2) Connected Component Labeling Module: The Connected Component Labeling (CCL) module implements the single-pass CCL algorithm. Because it is the most resource consuming module of the TSR design, we try to reduce the memory requirement for resource efficiency. Comparing to the other CCL designs     , the most important improvement of our design is the
Figure 12. Block diagram of TSR top module.
Figure 13. Block diagram of detection module.
Figure 14. Block diagram of NRB module.
eliminating of “merge-stack”. The merge stack is used to record the merge pattern when scanning a row. The merge pattern is the connecting relations between pixels. When we find two pixels are connected, this information is pushed into the stack. After scanning a row, we pop the merge pattern from the stack, and update the connecting relations in the merge-table and the data-table.
The CCL procedure is divided into two phases, a) scanning a row and b) iterating through tables. At the scanning a row phase, the proposed CCL algorithm reads pixels from a binary image using raster-scanning. The connecting relations and region feature vectors are also recorded at this phase. After a row is scanned, it switches to the iterating through tables phase. We check all used entries at the merge-table and the active-table to find the completed labels and the feature of the completed region is sent out.
Figure 15 shows the block diagram of CCL main module when scanning a row. We describe the hardware execution flow as following.
1) Fetch the neighbor labels from the row-buffer as explained in the previous, and inquiry the correct label from the merge-table. The row-buffer is indexed by the axis x, so it is the input of the row-buffer.
2) The new label value is provided by the release-queue. If the release-queue is empty, the value is provided by the label-counter.

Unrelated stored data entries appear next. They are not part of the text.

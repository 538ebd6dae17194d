//! Scoped key-value storage capability.

use std::path::PathBuf;

use async_trait::async_trait;

use crate::error::HostError;

/// Key-value storage scoped by extension id.
///
/// Every operation is keyed by the owning extension's id so two
/// extensions can never collide on a key.
#[async_trait]
pub trait Storage: Send + Sync {
    async fn read(
        &self,
        extension_id: &str,
        key: &str,
    ) -> Result<Option<serde_json::Value>, HostError>;

    async fn write(
        &self,
        extension_id: &str,
        key: &str,
        value: serde_json::Value,
    ) -> Result<(), HostError>;

    async fn delete(&self, extension_id: &str, key: &str) -> Result<(), HostError>;

    /// List the keys stored for one extension.
    async fn list(&self, extension_id: &str) -> Result<Vec<String>, HostError>;

    /// Resolve a per-extension data directory, if the host provides one.
    fn data_path(&self, _extension_id: &str) -> Option<PathBuf> {
        None
    }
}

3) The label-selector determines the current label value. If a merging between two labels appears, the label-selector sends the merging signal.

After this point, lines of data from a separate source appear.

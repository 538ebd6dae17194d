//! Extension manifest types.

use std::collections::BTreeSet;

use serde::{Deserialize, Serialize};

use crate::capability::Capability;

/// Extension manifest containing metadata.
///
/// Immutable once the extension is registered; the id is the primary key
/// across the registry.
#[derive(Debug, Clone, PartialEq, Eq, Serialize, Deserialize)]
pub struct ExtensionManifest {
    pub id: String,
    pub name: String,
    /// Semver string, e.g. `"1.2.0"`.
    pub version: String,
    #[serde(skip_serializing_if = "Option::is_none")]
    pub description: Option<String>,
    #[serde(default, rename = "requiredCapabilities")]
    pub required_capabilities: BTreeSet<Capability>,
}

impl ExtensionManifest {
    /// Create a new extension manifest.
    pub fn new(
        id: impl Into<String>,
        name: impl Into<String>,
        version: impl Into<String>,
    ) -> Self {
        Self {
            id: id.into(),
            name: name.into(),
            version: version.into(),
            description: None,
            required_capabilities: BTreeSet::new(),
        }
    }

    pub fn with_description(mut self, description: impl Into<String>) -> Self {
        self.description = Some(description.into());
        self
    }

    pub fn with_required_capabilities(
        mut self,
        capabilities: impl IntoIterator<Item = Capability>,
    ) -> Self {
        self.required_capabilities = capabilities.into_iter().collect();
        self
    }
}

#[cfg(test)]
#[path = "manifest_tests.rs"]
mod tests;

4) The row-buffer records the current label. The merge-table records the merging of two labels if needed. The data-table records the feature vectors of regions and merges two vectors if the merging signal received. The feature vectors are bounding box of regions in this work, hence the inputs of the merge-table are the axis x and the axis y.
5) The active-table marks the current label as active, thus prevents the releasing of the current label when iterating through tables.

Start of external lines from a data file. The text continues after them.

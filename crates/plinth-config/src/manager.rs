//! Per-extension config manager.
//!
//! Built on the validator with load/save indirection: persistence is an
//! injected [`ConfigStore`], never this crate's own. Batch mutation is
//! all-or-nothing, and persist happens before notify, so observers may
//! assume durability on receipt of a change notification.

use std::sync::Arc;

use async_trait::async_trait;
use parking_lot::RwLock;
use tracing::warn;

use plinth_protocols::subscriber::{SubscriberId, Subscribers};

use crate::error::ConfigError;
use crate::schema::{ConfigSchema, ConfigValue, ConfigValues};
use crate::validator::validate_value;

/// Mask substituted for non-empty secret values in status reporting.
pub const SECRET_MASK: &str = "********";

/// Injected persistence seam for one extension's config values.
#[async_trait]
pub trait ConfigStore: Send + Sync {
    /// Load persisted values; `None` when nothing was persisted yet.
    async fn load(&self, extension_id: &str) -> Result<Option<ConfigValues>, ConfigError>;

    async fn save(&self, extension_id: &str, values: &ConfigValues) -> Result<(), ConfigError>;
}

/// Computed configuration status for display surfaces.
#[derive(Debug, Clone, PartialEq)]
pub struct ConfigStatus {
    /// True iff no required field is unset or an empty string.
    pub is_configured: bool,
    pub missing_fields: Vec<String>,
    /// Current values with secret fields masked. Redaction is
    /// display-only; the stored values are untouched.
    pub values: ConfigValues,
}

/// Per-extension config store built on the schema validator.
pub struct ConfigManager {
    extension_id: String,
    schema: ConfigSchema,
    store: Arc<dyn ConfigStore>,
    values: RwLock<ConfigValues>,
    subscribers: Subscribers<ConfigValues>,
}

impl ConfigManager {
    /// Create a manager with schema defaults applied.
    pub fn new(
        extension_id: impl Into<String>,
        schema: ConfigSchema,
        store: Arc<dyn ConfigStore>,
    ) -> Self {
        let defaults = Self::defaults_of(&schema);
        Self {
            extension_id: extension_id.into(),
            schema,
            store,
            values: RwLock::new(defaults),
            subscribers: Subscribers::new(),
        }
    }

    /// Load persisted values and merge them over the defaults; persisted
    /// values win. A failing load is logged and swallowed, leaving the
    /// manager on defaults.
    pub async fn initialize(&self) {
        match self.store.load(&self.extension_id).await {
            Ok(Some(persisted)) => {
                let mut values = self.values.write();
                for (key, value) in persisted {
                    values.insert(key, value);
                }
            }
            Ok(None) => {}
            Err(e) => {
                warn!(
                    extension = %self.extension_id,
                    error = %e,
                    "config load failed; staying on schema defaults"
                );
            }
        }
    }

    /// Validate and set a single field, then persist and notify.
    pub async fn set_value(
        &self,
        key: impl Into<String>,
        value: impl Into<ConfigValue>,
    ) -> Result<(), ConfigError> {
        let mut batch = ConfigValues::new();
        batch.insert(key.into(), value.into());
        self.set_values(batch).await
    }

    /// Validate and set a batch of fields atomically.
    ///
    /// The whole map is validated first; if any field fails, nothing is
    /// mutated. On success the new values are persisted, committed, and
    /// only then broadcast to subscribers as a fresh snapshot.
    pub async fn set_values(&self, batch: ConfigValues) -> Result<(), ConfigError> {
        for (key, value) in &batch {
            let descriptor = self
                .schema
                .get(key)
                .ok_or_else(|| ConfigError::UnknownField(key.clone()))?;
            validate_value(key, descriptor, value)?;
        }

        let next = {
            let values = self.values.read();
            let mut next = values.clone();
            next.extend(batch);
            next
        };

        self.commit(next).await
    }

    /// Get a copy of the current values, unredacted.
    pub fn values(&self) -> ConfigValues {
        self.values.read().clone()
    }

    /// Get one value by key.
    pub fn value(&self, key: &str) -> Option<ConfigValue> {
        self.values.read().get(key).cloned()
    }

    /// Compute the display status: configured flag, missing required
    /// fields, and values with secrets masked.
    pub fn status(&self) -> ConfigStatus {
        let values = self.values.read();

        let mut missing_fields = Vec::new();
        for (key, descriptor) in &self.schema {
            if !descriptor.required {
                continue;
            }
            let unset = match values.get(key) {
                None => true,
                Some(value) => value.is_empty_text(),
            };
            if unset {
                missing_fields.push(key.clone());
            }
        }

        let mut redacted = values.clone();
        for (key, value) in redacted.iter_mut() {
            // Values without a descriptor pass through unredacted.
            let secret = self.schema.get(key).map(|d| d.secret).unwrap_or(false);
            if secret && !value.is_empty_text() {
                *value = ConfigValue::Text(SECRET_MASK.to_string());
            }
        }

        ConfigStatus {
            is_configured: missing_fields.is_empty(),
            missing_fields,
            values: redacted,
        }
    }

    /// Reset to schema defaults, persist, and notify.
    pub async fn clear(&self) -> Result<(), ConfigError> {
        self.commit(Self::defaults_of(&self.schema)).await
    }

    /// Subscribe to change notifications. Each notification carries a
    /// fresh snapshot of the values, never a reference to internal state.
    pub fn subscribe(
        &self,
        listener: impl Fn(&ConfigValues) + Send + Sync + 'static,
    ) -> SubscriberId {
        self.subscribers.add(listener)
    }

    /// Remove a subscriber; idempotent.
    pub fn unsubscribe(&self, id: SubscriberId) {
        self.subscribers.remove(id);
    }

    /// Persist, commit to memory, then notify, in that order. A failed
    /// save leaves memory and observers untouched.
    async fn commit(&self, next: ConfigValues) -> Result<(), ConfigError> {
        self.store.save(&self.extension_id, &next).await?;
        *self.values.write() = next.clone();
        self.subscribers.notify(&next);
        Ok(())
    }

    fn defaults_of(schema: &ConfigSchema) -> ConfigValues {
        schema
            .iter()
            .filter_map(|(key, descriptor)| {
                descriptor
                    .default
                    .clone()
                    .map(|default| (key.clone(), default))
            })
            .collect()
    }
}

#[cfg(test)]
#[path = "manager_tests.rs"]
mod tests;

All these stages are done within a cycle. Therefore, we can process a pixel per cycle. After scanning a row, the CCL module switches into iterating through tables phase.
Figure 16 shows the block diagram of CCL main module when iterating through tables. We descript the hardware execution flow as following.
Figure 15. Block diagram of CCL main module when scanning a row.
Figure 16. Block diagram of CCL main module when iterating through tables.
1) Fetch the label from the iterate-counter. The counter counts from zero to the same value as the label-counter, because the values greater than the label-counter are never used before.
2) The label-iterator checks the merging state of the label in the merge-table. The label is considered as the root when it points to self.
3) The label-iterator checks the activating state of the label in the active-table.
4) Record the unused labels in the release-queue. A label is considered as unused when it is not the root or it is inactivate.
5) When the label-iterator finds a completed label, the feature vector of the corresponding labeled region sends out, and the entry in the data-table can be reused. A label is considered as completed when it is the root and it is inactivate.
All these stages are done within a cycle. Therefore, we can process a table entry per cycle. After the iterate-counter finishes, the CCL module switches back to the scanning a row phase and the procedure continues.
C. Recognition Module
The recognition module contains HOG compute module and HOG control module. Figure 17 shows the block diagram of recognition module. The recognition module receives one ROI pixel per cycle. The input pixel is reduced into 4 most significant bits for lower computing resource and fast computing time. For the same reason, the output is reduced into 3 most significant bits. When the calculation of HOG is done, the recognition module outputs the descriptor for 3 bits per cycle. The Histogram of Gradient Module contains four major modules. The cell buffer receives ROI pixels and stores the values. When all 64 entries of the cell buffer are filled, the cell process unit calculates the gradient information of each pixel, including the orientation and magnitude. The gradient will then store into block buffer, which contain 4 voting tables. After all 64 entries of the
Figure 17. Block diagram of CCL main module when iterating through tables.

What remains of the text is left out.